São Jorge é um nome que anda ligado à História de Portugal, desde que Portugal nasceu. Era o grito de guerra – “S. Jorge e Portugal!” – que levava vitoriosamente os nossos exércitos até à derrota dos inimigos. Quis a empresa dar-lhe esse nome como um símbolo e eu, como madrinha, ofereci-lhe uma bonita imagem do Santo a cavalo, de espada em riste, a lutar com o dragão, o mar, que sempre viajou durante anos, a bordo, na Câmara dos oficiais, até 1973, ano em que a empresa o vendeu. A imagem, depois de ter sido cedida ao MMI. para a exposição Faina Maior até 1999, actualmente, voltou à procedência, ao fazer parte dos meus bibelots de estimação, para que olho com enlevo.

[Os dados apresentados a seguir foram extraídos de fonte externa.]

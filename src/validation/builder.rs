//! Builder API for creating form rules.

use crate::validation::rules::{FieldCheck, FormRules};
use crate::validation::violations::FieldViolation;
use stillwater::validation::Validation;
use stillwater::NonEmptyVec;

/// Builder for creating form rules
pub struct RulesBuilder<F> {
    checks: Vec<FieldCheck<F>>,
}

impl<F> RulesBuilder<F> {
    pub fn new() -> Self {
        Self { checks: Vec::new() }
    }

    /// Add a custom validation check
    pub fn require<C>(mut self, check: C) -> Self
    where
        C: Fn(&F) -> Validation<(), NonEmptyVec<FieldViolation>> + Send + Sync + 'static,
    {
        self.checks.push(Box::new(check));
        self
    }

    /// Add a simple predicate check for one field
    pub fn require_pred<P>(mut self, field: &str, predicate: P, message: &str) -> Self
    where
        P: Fn(&F) -> bool + Send + Sync + 'static,
    {
        let violation = FieldViolation::new(field, message);
        let check = move |form: &F| {
            if predicate(form) {
                Validation::success(())
            } else {
                Validation::fail(violation.clone())
            }
        };
        self.checks.push(Box::new(check));
        self
    }

    /// Build the rules
    pub fn build(self) -> FormRules<F> {
        FormRules {
            checks: self.checks,
        }
    }
}

impl<F> Default for RulesBuilder<F> {
    fn default() -> Self {
        Self::new()
    }
}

Em tribuna construída à proa da nova unidade, tomaram lugar muitos convidados e personalidades, dentre os quais os Senhores Arcebispo-Bispo de Aveiro, D. João Evangelista de Lima Vidal, Sr. Comandante Tenreiro, Governador Civil do Distrito, Dr. Francisco do Vale Guimarães, Almirante Alves Leite, Director Geral de Marinha; Engenheiro Higino de Queirós, presidente da C. R.C.B.; presidentes das Câmaras Municipais de Aveiro e Ílhavo; Comandante António Caires da Silva Braga, capitão do Porto de Aveiro; presidente e vogais do G.A.N.P.B., os comandantes militares de Aveiro, representantes oficiais da base aérea de S. Jacinto e muitos armadores e capitães da frota bacalhoeira.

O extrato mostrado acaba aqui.